Entscheidung:      Die Klage wird als offensichtlich unzulässig abgewiesen. Herr Hecq trägt sämtliche Kosten.

Leitsätze

1.      Beamte – Klage – Fristen – Ausschlusswirkung – Neubeginn – Voraussetzung – Wesentliche neue Tatsache

(Beamtenstatut, Art. 90 Abs. 1)

2.      Beamte – Soziale Sicherheit – Versicherung gegen Unfälle und Berufskrankheiten – Dienstunfähigkeit – Verschiedene Regelungen

(Beamtenstatut, Art. 73 und 78; Regelung zur Sicherung bei Unfällen und Berufskrankheiten, Art. 25)

3.      Beamte – Klage – Schadensersatzklage – Gründe – Rechtswidrigkeit einer nicht fristgerecht angefochtenen Entscheidung der Anstellungsbehörde – Unzulässigkeit

(Beamtenstatut, Art. 90 und 91)

1.      Ein Beamter kann nicht dadurch, dass er gemäß Art. 90 Abs. 1 des Statuts einen Antrag an die Anstellungsbehörde richtet, ein Klagerecht gegen eine Entscheidung, die nach Ablauf der Rechtsbehelfsfristen Bestandskraft erlangt hat, zu seinem Vorteil wieder aufleben lassen.

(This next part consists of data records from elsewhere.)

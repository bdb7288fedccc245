use std::{
    borrow::Cow,
    fmt::Display,
    mem,
};

use itertools::Itertools;

/// Trait for objects that can be added directly to the battle log.
///
/// Automatically implemented for types that implement [`Display`].
pub trait BattleLoggable {
    fn log<'s>(&'s self, items: &mut Vec<Cow<'s, str>>);
}

impl<T> BattleLoggable for T
where
    T: Display,
{
    fn log(&self, parts: &mut Vec<Cow<'_, str>>) {
        parts.push(Cow::Owned(format!("{self}")))
    }
}

/// A battle event that is added to the [`EventLog`].
///
/// This object should not be constructed directly. Instead, use the [`battle_event`] macro.
#[derive(Debug, Clone, PartialEq, Eq)]
pub struct BattleEvent(String);

impl BattleEvent {
    pub fn from_parts(parts: &[&dyn BattleLoggable]) -> Self {
        let mut log_parts = Vec::with_capacity(parts.len());
        for part in parts {
            part.log(&mut log_parts);
        }
        Self(log_parts.into_iter().join("|"))
    }

    pub fn as_str(&self) -> &str {
        &self.0
    }
}

/// Constructs a [`BattleEvent`] to be added to the [`EventLog`].
///
/// Parts are joined with `|`.
#[macro_export]
macro_rules! battle_event {
    ($($arg:expr),* $(,)?) => {{
        $crate::log::BattleEvent::from_parts(&[$(&$arg),*])
    }};
}

/// A log of battle events.
#[derive(Debug, Default, Clone)]
pub struct EventLog {
    logs: Vec<String>,
    last_read: usize,
}

impl EventLog {
    /// Creates a new event log.
    pub fn new() -> Self {
        Self::default()
    }

    /// Does the log contain new messages since the last call to [`Self::read_out`].
    pub fn has_new_messages(&self) -> bool {
        self.last_read < self.logs.len()
    }

    /// Pushes a new event to the log.
    pub fn push(&mut self, event: BattleEvent) {
        self.logs.push(event.0)
    }

    /// Number of events in the log.
    pub fn len(&self) -> usize {
        self.logs.len()
    }

    pub fn is_empty(&self) -> bool {
        self.logs.is_empty()
    }

    /// Returns an iterator over all logs.
    pub fn logs(&self) -> impl Iterator<Item = &str> {
        self.logs.iter().map(|s| s.as_ref())
    }

    /// Reads out any new logs that have been added since the last call to [`Self::read_out`].
    pub fn read_out(&mut self) -> impl Iterator<Item = &str> {
        let i = mem::replace(&mut self.last_read, self.logs.len());
        self.logs[i..].iter().map(|s| s.as_ref())
    }
}

#[cfg(test)]
mod event_log_test {
    use std::borrow::Cow;

    use pretty_assertions::assert_eq;

    use crate::log::{
        BattleLoggable,
        EventLog,
    };

    struct HealthLog {
        hp: u16,
        max_hp: u16,
    }

    impl BattleLoggable for HealthLog {
        fn log<'s>(&'s self, items: &mut Vec<Cow<'s, str>>) {
            items.push(format!("health:{}/{}", self.hp, self.max_hp).into());
        }
    }

    #[test]
    fn joins_parts_with_pipes() {
        let mut log = EventLog::new();
        log.push(battle_event!("move", "mon:Vaporeon,0", "name:Dragon Claw"));
        log.push(battle_event!(
            "damage",
            "mon:Flareon,1",
            HealthLog {
                hp: 150,
                max_hp: 240
            }
        ));
        log.push(battle_event!("turn", format!("turn:{}", 2)));
        assert_eq!(
            log.logs().collect::<Vec<_>>(),
            vec![
                "move|mon:Vaporeon,0|name:Dragon Claw",
                "damage|mon:Flareon,1|health:150/240",
                "turn|turn:2",
            ]
        );
    }

    #[test]
    fn reads_out_only_new_logs() {
        let mut log = EventLog::new();
        log.push(battle_event!("a"));
        assert!(log.has_new_messages());
        assert_eq!(log.read_out().collect::<Vec<_>>(), vec!["a"]);
        assert!(!log.has_new_messages());
        log.push(battle_event!("b"));
        log.push(battle_event!("c"));
        assert_eq!(log.read_out().collect::<Vec<_>>(), vec!["b", "c"]);
        assert_eq!(log.read_out().count(), 0);
        assert_eq!(log.len(), 3);
    }
}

Bei Vorliegen einer wesentlichen neuen Tatsache kann ein Antrag auf Überprüfung einer solchen Entscheidung zwar zulässig sein.

Jedoch stellt eine Entscheidung der Anstellungsbehörde, mit der es abgelehnt wird, dem Betroffenen nach Art. 73 des Statuts einen Invaliditätsgrad zuzuerkennen, zwar zweifellos eine neue Tatsache dar, kann aber im Rahmen des nach Art. 78 des Statuts durchgeführten Verfahrens nicht als wesentliche Tatsache gewertet werden.

(vgl. Randnrn. 41 bis 43)

Verweisung auf:

Gerichtshof: 26. September 1985, Valentini/Kommission, 231/84, Randnr. 14

Gericht erster Instanz: 22. September 1994, Carrer u. a./Gerichtshof, T‑495/93, Randnr. 20; 14. Juli 1998, Lebedef/Kommission, T‑42/97, Randnr. 25

2.      Gemäß Art. 25 der Regelung zur Sicherung der Beamten der Europäischen Gemeinschaften bei Unfällen und Berufskrankheiten greift die Anerkennung einer dauernden Voll- oder Teilinvalidität gemäß Art. 73 des Statuts und dieser Sicherungsregelung der Anwendung des Art. 78 des Statuts in keiner Weise vor, und das Gleiche gilt umgekehrt. Die Art. 73 und 78 des Statuts verfolgen unterschiedliche Ziele und beruhen auf unterschiedlichen Begriffen.

(vgl. Randnrn. 44 und 54)

Verweisung auf:

Gericht für den öffentlichen Dienst: 14. September 2011, A/Kommission, F‑12/09, Randnrn. 146 bis 150 und die dort angeführte Rechtsprechung

3.      Ein Beamter, der die ihn beschwerende Maßnahme nicht rechtzeitig im Klagewege angefochten hat, kann diese Unterlassung nicht durch Erhebung einer Schadensersatzklage heilen und sich gewissermaßen neue Klagefristen verschaffen.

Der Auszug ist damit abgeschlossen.